Sur appel du requérant, la cour dans un arrêt du 3 décembre 2009, a confirmé le jugement en l’absence de tout moyen proposé par l’appelant convoqué par lettre recommandée avec accusé réception, et ni présent ni représenté.
Aux motifs que la convocation n’était pas régulière, la cour de cassation, dans un arrêt du 24 mai 2012, a cassé cette décision.
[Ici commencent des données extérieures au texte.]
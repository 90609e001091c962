//! reqwest implementation of [`CompletionClient`] for `POST {base_url}/chat/completions`.

use async_openai::types::chat::{ChatCompletionRequestMessage, CreateChatCompletionRequest, CreateChatCompletionResponse};
use async_trait::async_trait;
use reqwest::Client;
use std::time::Duration;
use tracing::{debug, error, instrument};
use url::Url;

use super::{CompletionClient, ensure_slash};
use crate::config::CompletionConfig;
use crate::errors::{Error, Result};

pub struct OpenAiCompatClient {
    client: Client,
    endpoint: Url,
    api_key: Option<String>,
    model: String,
}

impl OpenAiCompatClient {
    pub fn new(base_url: &Url, api_key: Option<String>, model: String, request_timeout: Duration) -> anyhow::Result<Self> {
        let client = Client::builder()
            .timeout(request_timeout)
            .build()
            .map_err(|e| anyhow::anyhow!("Failed to create completion HTTP client: {}", e))?;
        let endpoint = ensure_slash(base_url)
            .join("chat/completions")
            .map_err(|e| anyhow::anyhow!("Failed to construct completions URL: {}", e))?;
        Ok(Self {
            client,
            endpoint,
            api_key,
            model,
        })
    }

    pub fn from_config(config: &CompletionConfig) -> anyhow::Result<Self> {
        Self::new(
            &config.base_url,
            config.api_key.clone(),
            config.model.clone(),
            config.request_timeout,
        )
    }
}

fn completion_error(message: impl Into<String>) -> Error {
    Error::Completion { message: message.into() }
}

#[async_trait]
impl CompletionClient for OpenAiCompatClient {
    fn model(&self) -> &str {
        &self.model
    }

    #[instrument(skip_all, fields(model = %self.model, message_count = messages.len()))]
    async fn complete(&self, messages: &[ChatCompletionRequestMessage]) -> Result<String> {
        let body = CreateChatCompletionRequest {
            model: self.model.clone(),
            messages: messages.to_vec(),
            ..Default::default()
        };

        let mut request = self.client.post(self.endpoint.clone()).json(&body);
        if let Some(api_key) = &self.api_key {
            request = request.bearer_auth(api_key);
        }

        let response = request.send().await.map_err(|e| completion_error(e.to_string()))?;

        if !response.status().is_success() {
            let status = response.status();
            let body = response.text().await.unwrap_or_default();
            error!(url = %self.endpoint, %status, "Completion request failed");
            return Err(completion_error(format!("Completion API error: {} - {}", status, body)));
        }

        let body_text = response.text().await.map_err(|e| completion_error(e.to_string()))?;
        debug!(body_len = body_text.len(), "Completion response received");

        let parsed: CreateChatCompletionResponse = serde_json::from_str(&body_text).map_err(|e| {
            error!("Failed to parse completion response as JSON: {}", e);
            completion_error(format!("error decoding response body: {}", e))
        })?;

        let first = parsed
            .choices
            .into_iter()
            .next()
            .ok_or_else(|| completion_error("Completion API returned no choices"))?;

        Ok(first.message.content.unwrap_or_default())
    }
}
use axum::{
    Json,
    extract::{Multipart, State, multipart::MultipartRejection},
};
use tracing::instrument;

use super::multipart::{discard, duplicate_field, missing_field, next_field, stage_file_field, text_field};
use crate::AppState;
use crate::api::models::documents::{DocumentChatForm, DocumentChatResponse};
use crate::conversation::{self, DocumentChatRequest};
use crate::errors::{Error, ErrorBody, Result};

#[utoipa::path(
    post,
    path = "/document-chat",
    tag = "conversation",
    summary = "Ask about a document",
    description = "Upload an image, PDF or Word document and ask a question about it. The document \
                   is kept on the server and its staged name is returned as `document_id`.",
    request_body(content = DocumentChatForm, content_type = "multipart/form-data"),
    responses(
        (status = 200, description = "Model answer with spoken audio", body = DocumentChatResponse),
        (status = 413, description = "Upload exceeds the size limit", body = ErrorBody),
        (status = 422, description = "Missing query or file field, or a repeated file field", body = ErrorBody),
        (status = 500, description = "Staging, encoding or completion failure", body = ErrorBody)
    )
)]
#[instrument(skip_all)]
pub async fn document_chat(
    State(state): State<AppState>,
    multipart: std::result::Result<Multipart, MultipartRejection>,
) -> Result<Json<DocumentChatResponse>> {
    let mut multipart = multipart?;
    let mut query = None;
    let mut document = None;
    let mut system_message = None;

    // Fields arrive in client order; the file is staged as soon as it is reached
    let fields = async {
        while let Some(field) = next_field(&mut multipart).await? {
            match field.name() {
                Some("query") => query = Some(text_field(field, "query").await?),
                Some("file") => {
                    if document.is_some() {
                        return Err(duplicate_field("file"));
                    }
                    document = Some(stage_file_field(field, &state.config.storage.upload_dir).await?);
                }
                Some("system_message") => system_message = Some(text_field(field, "system_message").await?),
                _ => {
                    // Ignore unknown fields (forward compatibility)
                }
            }
        }
        Ok::<(), Error>(())
    }
    .await;

    // A rejected request keeps nothing on disk
    let query = match fields.and_then(|()| query.ok_or_else(|| missing_field("query"))) {
        Ok(query) => query,
        Err(e) => {
            if let Some(document) = document {
                discard(document).await;
            }
            return Err(e);
        }
    };
    let document = document.ok_or_else(|| missing_field("file"))?;

    let response = conversation::document_chat(
        &state,
        DocumentChatRequest {
            query,
            document,
            system_message,
        },
    )
    .await?;
    Ok(Json(response))
}
//! API request and response data models.
//!
//! These define the public JSON contract of the service and the wire format of the
//! chat-completion messages forwarded to the model. All models carry `utoipa` annotations.
//!
//! - [`messages`]: conversation messages and multimodal content parts
//! - [`chat`]: `/chat` request and response
//! - [`voice`]: `/voice-input` form and response
//! - [`documents`]: `/document-chat` form and response

pub mod chat;
pub mod documents;
pub mod messages;
pub mod voice;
Que c’est dans ces conditions que l’affaire se présente à l’audience de la cour de renvoi.
MOYENS DES PARTIES
M. Y fait soutenir oralement par son conseil des conclusions tendant à l’infirmation du jugement entrepris en faisant valoir tout d’abord que son recours est recevable puisqu’il a saisi la caisse nationale d’assurance vieillesse d’une contestation le 3 octobre 2004 soit dans le délai requis et qu’au demeurant la notification de la décision de la caisse n’était pas accompagnée de mention des voies de recours ; que sur le fond, sa demande est fondée puisqu’il a travaillé de 1964 à 1968 pour le compte de la société auxiliaire d’entreprise la SAE, et qu’il perçoit, à ce titre, une retraite complémentaire.
Il demande en conséquence qu’il soit fait droit à sa demande de pension de retraite sollicitée et que lui soient versées les sommes dues à ce titre à compter du 28 décembre 2003.
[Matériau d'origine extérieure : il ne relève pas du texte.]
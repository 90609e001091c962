//! Staging of uploaded files.
//!
//! Every upload is streamed to `<upload_dir>/<uuid>.<ext>`, keeping the extension of the client's
//! file name. The caller owns the cleanup: the voice path deletes the file right after encoding it,
//! the document path keeps it and hands its file name back as `document_id`.

use bytes::Bytes;
use futures::{Stream, StreamExt};
use std::io;
use std::path::{Path, PathBuf};
use tokio::io::{AsyncWrite, AsyncWriteExt};
use tracing::{debug, instrument, warn};
use uuid::Uuid;

/// An upload persisted under a generated name.
#[derive(Debug, Clone, PartialEq, Eq)]
pub struct StagedFile {
    pub id: Uuid,
    /// Extension of the original file name, without the dot; empty if it had none
    pub extension: String,
    pub path: PathBuf,
}

impl StagedFile {
    /// Reserve a fresh, unused name in `dir`. Nothing is written.
    pub fn allocate(dir: &Path, extension: &str) -> Self {
        let id = Uuid::new_v4();
        let file_name = if extension.is_empty() {
            id.to_string()
        } else {
            format!("{id}.{extension}")
        };
        Self {
            id,
            extension: extension.to_string(),
            path: dir.join(file_name),
        }
    }

    /// The staged file name without its directory
    pub fn document_id(&self) -> String {
        self.path
            .file_name()
            .map(|name| name.to_string_lossy().into_owned())
            .unwrap_or_default()
    }

    pub async fn remove(&self) -> io::Result<()> {
        tokio::fs::remove_file(&self.path).await
    }
}

/// Everything after the last `.` of `filename`, or `""` when there is no dot.
pub fn file_extension(filename: &str) -> &str {
    filename.rsplit_once('.').map(|(_, ext)| ext).unwrap_or("")
}

/// Extension safe to put in a file name; anything that could change directory is dropped.
fn sanitized_extension(filename: &str) -> &str {
    let ext = file_extension(filename);
    if ext.contains(['/', '\\']) || ext == ".." { "" } else { ext }
}

/// Stream `chunks` into a newly allocated file in `dir`.
///
/// Fails if the directory is not writable, a write fails, or the stream yields an error (e.g. a
/// truncated multipart body). Once the file exists, any failure removes it.
#[instrument(skip(chunks), err)]
pub async fn stage_upload<S, E>(dir: &Path, original_filename: &str, chunks: S) -> io::Result<StagedFile>
where
    S: Stream<Item = Result<Bytes, E>>,
    E: std::error::Error + Send + Sync + 'static,
{
    let staged = StagedFile::allocate(dir, sanitized_extension(original_filename));
    let mut file = tokio::fs::File::create(&staged.path).await?;

    let total_bytes = match write_chunks(&mut file, chunks).await {
        Ok(total_bytes) => total_bytes,
        Err(e) => {
            drop(file);
            if let Err(remove_err) = tokio::fs::remove_file(&staged.path).await {
                warn!(path = %staged.path.display(), "Failed to remove partial upload: {}", remove_err);
            }
            return Err(e);
        }
    };

    debug!(
        staged_id = %staged.id,
        path = %staged.path.display(),
        total_bytes,
        "Staged upload"
    );
    Ok(staged)
}

/// Copy every chunk into `writer` and flush it. Stream errors are wrapped as `io::Error::other`.
async fn write_chunks<W, S, E>(writer: &mut W, chunks: S) -> io::Result<usize>
where
    W: AsyncWrite + Unpin,
    S: Stream<Item = Result<Bytes, E>>,
    E: std::error::Error + Send + Sync + 'static,
{
    let mut chunks = std::pin::pin!(chunks);
    let mut total_bytes = 0usize;
    while let Some(chunk) = chunks.next().await {
        let chunk = chunk.map_err(io::Error::other)?;
        total_bytes += chunk.len();
        writer.write_all(&chunk).await?;
    }
    writer.flush().await?;
    Ok(total_bytes)
}
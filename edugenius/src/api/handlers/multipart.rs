//! Shared multipart parsing for the upload endpoints.

use axum::extract::Multipart;
use axum::extract::multipart::{Field, MultipartError};
use axum::http::StatusCode;
use std::path::Path;

use crate::errors::{Error, Result};
use crate::staging::{StagedFile, stage_upload};

fn multipart_error(e: &MultipartError, context: &str) -> Error {
    if e.status() == StatusCode::PAYLOAD_TOO_LARGE {
        Error::PayloadTooLarge {
            message: format!("Upload exceeds the size limit: {}", e.body_text()),
        }
    } else {
        Error::BadRequest {
            message: format!("{}: {}", context, e.body_text()),
        }
    }
}

pub async fn next_field(multipart: &mut Multipart) -> Result<Option<Field<'_>>> {
    multipart
        .next_field()
        .await
        .map_err(|e| multipart_error(&e, "Failed to parse multipart data"))
}

/// Stream a file field straight into the staging directory.
pub async fn stage_file_field(field: Field<'_>, upload_dir: &Path) -> Result<StagedFile> {
    let filename = field.file_name().unwrap_or_default().to_string();
    tracing::info!(filename = %filename, "Staging uploaded file");
    stage_upload(upload_dir, &filename, field).await.map_err(|e| {
        // A body-limit or framing error from the client surfaces wrapped in the io::Error
        match e.get_ref().and_then(|inner| inner.downcast_ref::<MultipartError>()) {
            Some(multipart) => multipart_error(multipart, "Failed to read upload"),
            None => Error::Staging(e),
        }
    })
}

pub async fn text_field(field: Field<'_>, name: &str) -> Result<String> {
    field
        .text()
        .await
        .map_err(|e| multipart_error(&e, &format!("Failed to read {}", name)))
}

pub fn missing_field(name: &str) -> Error {
    Error::BadRequest {
        message: format!("Missing required field: '{}'", name),
    }
}

pub fn duplicate_field(name: &str) -> Error {
    Error::BadRequest {
        message: format!("Duplicate field: '{}'", name),
    }
}

/// Remove a staged upload belonging to a request that is being rejected.
pub async fn discard(staged: StagedFile) {
    if let Err(e) = staged.remove().await {
        tracing::warn!(path = %staged.path.display(), "Failed to remove rejected upload: {}", e);
    }
}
La Caisse nationale d’assurance vieillesse conclut à la confirmation du jugement.
Il est fait référence aux écritures déposées de part et d’autre pour un plus ample exposé des moyens proposés par les parties au soutien de leurs prétentions ;
Sur quoi la Cour :
Considérant tout d’abord que le recours de monsieur Y contre la décision du 31 août 2004 lui refusant l’attribution d’une pension de retraite est recevable ; qu’en effet le délai de recours porté sur cette notification – à savoir deux mois – est erroné puisque le recours est, s’agissant d’une personne résidant en Algérie de quatre mois, de sorte que cette information incomplète et erronée a empêché le délai de courir et fait obstacle à ce que soit opposée au requérant la forclusion de ce recours ;
Considérant en revanche que son recours est mal fondé ;
Qu’en effet, les droits à l’assurance vieillesse sont déterminés en tenant compte notamment des cotisations versées au titre de la législation sur les assurances sociales et lorsque les cotisations ne sont pas versées, des précomptes des cotisations d’assurance vieillesse que l’assuré a subi en temps utiles sur ses salaires ;
Qu’en l’espèce le débat porte sur la preuve de l’activité de M. Y de 1964 à 1968 pour le compte de la société SAE à Paris ;
Que force est de constater que le seul document qu’il produit, en l’espèce, un récapitulatif de ses points ARRCO concernant la période litigieuse, ne justifie pas le versement de cotisations pour son compte ou de précomptes sur ses salaires, la caisse nationale d’assurance vieillesse, malgré ses recherches, n’ayant pu trouver de déclarations nominatives de salaires établies par l’employeur ;
Considérant en conséquence que ce document est insuffisant pour rapporter la preuve requise et dès lors à bon droit, monsieur Y devra être débouté de ses demandes ;
PAR CES MOTIFS
Infirme le jugement,
Statuant à nouveau
Dit le recours de monsieur Y recevable ;
Le déclare toutefois mal fondé,
En conséquence, déboute monsieur Y de ses demandes.